Monday, April 23, 2007

Low

Ok, I made a mistake today. I didn't eat anything until around 7 pm. Where I work, if you don't bother to bring something from home to eat, good luck finding time to get something once you're there. So as the day wore on I became more and more... uh... hmm... spaced out. Also more and more cranky. I had to meet with a client to go over some paperwork. I stopped to get an iced coffee beforehand so I was at least putting something into my gut. As I sit down in her smoke-filled apartment and start pulling out folders she says "I wish you had brought an iced coffee for me. It's very rude of you to show up here with a coffee for yourself and nothing for me." I pause for about two seconds and retort "I thought you might really find it rude if I showed up with a turkey grinder and ate it in front of you. I haven't eaten all day. This coffee is my breakfast, lunch, and dinner. I figured it would be a polite compromise."

She canned the attitude after that. Mind you, I get along well with this client, even though she is often quite demanding, even imperious. We've had lots of good days together. This is exactly why I decided that today I was not going to put up with her shenanigans. We had a lot of paperwork to muscle through, and I had just a little time to do it in. We managed it. At the end of our meeting I told her I'd take her for a coffee on Thursday.

Later at the office I had to convince a client who was highly agitated, crying, yelling, accusing staff of being racist, certain that a man outside was trying to turn her into a prostitute and that she had to meet her (reincarnated) mother in L.A. tonight at 8:05, to have a cup of tea and an anti-anxiety med. Bringing her back to earth was probably the best thing I helped to accomplish today.

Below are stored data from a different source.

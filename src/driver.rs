//! Drives a VM into a requested state.
//!
//! A transition runs in three phases:
//!
//! 1. **Settle** - while the VM is in a transient state (pending, pausing,
//!    rebooting, stopping, suspending) poll until it is stable.
//! 2. **Act** - compute a [`Plan`] from the stable state and issue its
//!    actions. Paused, stopped and suspended are only reachable from running,
//!    so a plan has at most two steps: back to running, then the real action.
//!    A plan with a step the provider does not support is not started.
//! 3. **Confirm** - after each action, poll until the expected state shows up.
//!
//! Each polling phase has its own budget ([`HarnessConfig::state_budget`]).
//! Failures are reported through [`Transition`], never as errors, so callers
//! can decide between pass, skip and fail. Termination is never reached this
//! way; it is a destructive action outside this state machine.

use std::fmt;

use tokio::time::{sleep, Instant};

use crate::config::HarnessConfig;
use crate::types::{Action, Capabilities, ResourceKind, VmState};
use crate::{best_effort, ProviderError, ResourceAction};

/// Outcome of [`StateDriver::drive_to`].
#[must_use]
#[derive(Debug, Clone, Copy, PartialEq, Eq)]
pub enum Transition {
    /// The VM is in the requested state.
    Reached,
    /// No plan leads from the observed state to the target.
    Unreachable { from: VmState, to: VmState },
    /// The VM no longer exists.
    Vanished,
    /// The provider rejected an action.
    ActionFailed(Action),
    /// A polling phase ran out of budget; `last` is the last state seen.
    TimedOut { last: Option<VmState> },
}

impl Transition {
    /// Returns `true` if the VM reached the requested state.
    pub fn is_reached(&self) -> bool {
        matches!(self, Transition::Reached)
    }
}

impl fmt::Display for Transition {
    fn fmt(&self, f: &mut fmt::Formatter<'_>) -> fmt::Result {
        match self {
            Self::Reached => write!(f, "reached"),
            Self::Unreachable { from, to } => write!(f, "no transition from {from} to {to}"),
            Self::Vanished => write!(f, "VM disappeared"),
            Self::ActionFailed(action) => write!(f, "{action} failed"),
            Self::TimedOut { last: Some(state) } => write!(f, "timed out in state {state}"),
            Self::TimedOut { last: None } => write!(f, "timed out without observing the VM"),
        }
    }
}

/// One action and the state it should lead to.
#[derive(Debug, Clone, Copy, PartialEq, Eq)]
pub struct Step {
    pub action: Action,
    pub expect: VmState,
}

/// The actions that take a stable VM to a target state.
///
/// Empty if the VM is already there; never longer than two steps.
#[derive(Debug, Clone, PartialEq, Eq, Default)]
pub struct Plan {
    steps: Vec<Step>,
}

impl Plan {
    /// Computes the plan from `current` to `target`.
    ///
    /// Returns `None` when `target` cannot be reached by this driver: a
    /// terminated VM, a transient or terminated target, or a transient
    /// starting point.
    pub fn between(current: VmState, target: VmState) -> Option<Self> {
        if current == target {
            return Some(Self::default());
        }
        if current == VmState::Terminated || current.is_transient() {
            return None;
        }

        let to_running = match current {
            VmState::Running => None,
            VmState::Paused => Some(Action::Unpause),
            VmState::Stopped => Some(Action::Start),
            VmState::Suspended => Some(Action::Resume),
            _ => return None,
        };
        let last = match target {
            VmState::Running => None,
            VmState::Paused => Some(Action::Pause),
            VmState::Stopped => Some(Action::Stop),
            VmState::Suspended => Some(Action::Suspend),
            _ => return None,
        };

        let mut steps = Vec::with_capacity(2);
        if let Some(action) = to_running {
            steps.push(Step {
                action,
                expect: VmState::Running,
            });
        }
        if let Some(action) = last {
            steps.push(Step {
                action,
                expect: target,
            });
        }
        Some(Self { steps })
    }

    /// Returns the steps in execution order.
    pub fn steps(&self) -> &[Step] {
        &self.steps
    }

    /// Returns `true` if nothing needs to be done.
    pub fn is_empty(&self) -> bool {
        self.steps.is_empty()
    }
}

/// Drives single VMs through provider-reported states.
///
/// Polling is sequential; callers that need several VMs driven at once run
/// several drivers concurrently.
#[derive(Debug)]
pub struct StateDriver<'a, P> {
    provider: &'a P,
    config: &'a HarnessConfig,
    capabilities: Option<Capabilities>,
}

impl<'a, P: ResourceAction> StateDriver<'a, P> {
    /// Creates a driver over a provider.
    ///
    /// The provider's capabilities are queried the first time a plan needs
    /// an action.
    pub fn new(provider: &'a P, config: &'a HarnessConfig) -> Self {
        Self {
            provider,
            config,
            capabilities: None,
        }
    }

    /// Uses already known capabilities instead of querying the provider.
    pub fn with_capabilities(mut self, capabilities: Capabilities) -> Self {
        self.capabilities = Some(capabilities);
        self
    }

    /// Drives the VM `vm_id` to `target`.
    ///
    /// Issues no action at all if the VM is already in `target`.
    pub async fn drive_to(&self, vm_id: &str, target: VmState) -> Transition {
        let current = match self.first_observation(vm_id).await {
            Ok(state) => state,
            Err(outcome) => return outcome,
        };

        if current == target {
            return Transition::Reached;
        }
        if target == VmState::Terminated {
            return Transition::Unreachable {
                from: current,
                to: target,
            };
        }

        let stable = match self.settle(vm_id, current).await {
            Ok(state) => state,
            Err(outcome) => return outcome,
        };

        let Some(plan) = Plan::between(stable, target) else {
            log::warn!("VM {vm_id}: no transition from {stable} to {target}");
            return Transition::Unreachable {
                from: stable,
                to: target,
            };
        };

        if !plan.is_empty() {
            if let Some(step) = self.first_unsupported(&plan).await {
                log::warn!(
                    "VM {vm_id}: provider cannot {}, {target} is out of reach",
                    step.action
                );
                return Transition::Unreachable {
                    from: stable,
                    to: target,
                };
            }
        }

        for step in plan.steps() {
            debug_assert!(!step.action.is_destructive());
            log::debug!("VM {vm_id}: {} to reach {}", step.action, step.expect);
            if let Err(err) = self
                .provider
                .perform(ResourceKind::Vm, vm_id, step.action)
                .await
            {
                log::warn!("VM {vm_id}: {} failed: {err}", step.action);
                return Transition::ActionFailed(step.action);
            }
            if let Err(outcome) = self.confirm(vm_id, step.expect).await {
                return outcome;
            }
        }

        log::info!("VM {vm_id} is {target}");
        Transition::Reached
    }

    /// Observes the VM, retrying failed lookups until the budget is spent.
    async fn first_observation(&self, vm_id: &str) -> Result<VmState, Transition> {
        let started = Instant::now();

        loop {
            match self.observe(vm_id).await {
                Ok(Some(state)) => return Ok(state),
                Ok(None) => return Err(Transition::Vanished),
                Err(err) => log::debug!("VM {vm_id}: lookup failed: {err}"),
            }

            if started.elapsed() >= self.config.state_budget {
                log::warn!("VM {vm_id} could not be observed");
                return Err(Transition::TimedOut { last: None });
            }
            sleep(self.config.poll_interval).await;
        }
    }

    /// Polls while the VM is in a transient state.
    async fn settle(&self, vm_id: &str, mut state: VmState) -> Result<VmState, Transition> {
        let started = Instant::now();

        while state.is_transient() {
            if started.elapsed() >= self.config.state_budget {
                log::warn!("VM {vm_id} did not settle, still {state}");
                return Err(Transition::TimedOut { last: Some(state) });
            }
            sleep(self.config.poll_interval).await;

            match self.observe(vm_id).await {
                Ok(Some(observed)) => {
                    if observed != state {
                        log::debug!("VM {vm_id}: {state} -> {observed}");
                    }
                    state = observed;
                }
                Ok(None) => return Err(Transition::Vanished),
                Err(err) => log::debug!("VM {vm_id}: poll failed: {err}"),
            }
        }

        Ok(state)
    }

    /// Polls until the VM reports `expect`.
    async fn confirm(&self, vm_id: &str, expect: VmState) -> Result<(), Transition> {
        let started = Instant::now();
        let mut last = None;

        loop {
            sleep(self.config.poll_interval).await;

            match self.observe(vm_id).await {
                Ok(Some(state)) if state == expect => return Ok(()),
                Ok(Some(state)) => last = Some(state),
                Ok(None) => return Err(Transition::Vanished),
                Err(err) => log::debug!("VM {vm_id}: poll failed: {err}"),
            }

            if started.elapsed() >= self.config.state_budget {
                log::warn!("VM {vm_id} never reached {expect}, last seen {last:?}");
                return Err(Transition::TimedOut { last });
            }
        }
    }

    /// Returns the first step of `plan` the provider does not support.
    ///
    /// If the capabilities cannot be queried every action is attempted.
    async fn first_unsupported(&self, plan: &Plan) -> Option<Step> {
        let capabilities = match self.capabilities {
            Some(capabilities) => capabilities,
            None => {
                let queried = self.provider.capabilities().await;
                best_effort(format_args!("query capabilities"), queried)?
            }
        };

        plan.steps()
            .iter()
            .find(|step| !capabilities.compute.supports(step.action))
            .copied()
    }

    async fn observe(
        &self,
        vm_id: &str,
    ) -> Result<Option<VmState>, ProviderError<P::CustomError>> {
        let resource = self.provider.get(ResourceKind::Vm, vm_id).await?;
        Ok(resource.and_then(|resource| resource.state.vm_state()))
    }
}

I left work so completely out of it. Stopped and picked up some steamed shrimp and broccoli on the way home. Ate it and waited for my blood sugar to stabilize. That was taking awhile, and as I sat there I could only stare at the kitchen walls that are begging for my attention. Potato vodka, Midori, and OJ are finally starting to set my head straight. Scary, maybe. But the walls are calling and I'm finally ready to answer.

4 Comments:

Blogger Unknown said...

Gee dude..busy day hun?! รต.O reading your blog made think about life....And Iced coffee \o/ hehehh

ps: I always talk to my walls, kitchen's, room's..always! xD

Bye!! =*

8:47 PM  
Blogger Black Egg said...

Hi CSG, thanx for your cute comment. I wish I could understand more of your blog - that's the Stupid American Syndrome, I guess. Anyway, thanks for checking in. Time to get back to the walls... (:

9:04 PM  
Blogger INNER VOICES said...

its when the walls start breathing in and out that there might be a real problem. glad you can self medicate though... i like the way you dealt with your first client... exactly something i would have said...

12:38 PM  
Blogger Black Egg said...

Thankfully I don't take those drugs anymore (the ones that make the walls breathe) :p

The only problem the walls are giving me is that they still aren't done being prepped to prime, skimcoat, and sand. They are a mess underneath all that wallpaper. I'll post pics eventually to prove it!

I kinda believe in self-medicating, I really do. The effects are known, measurable, and at this point in my life, proven!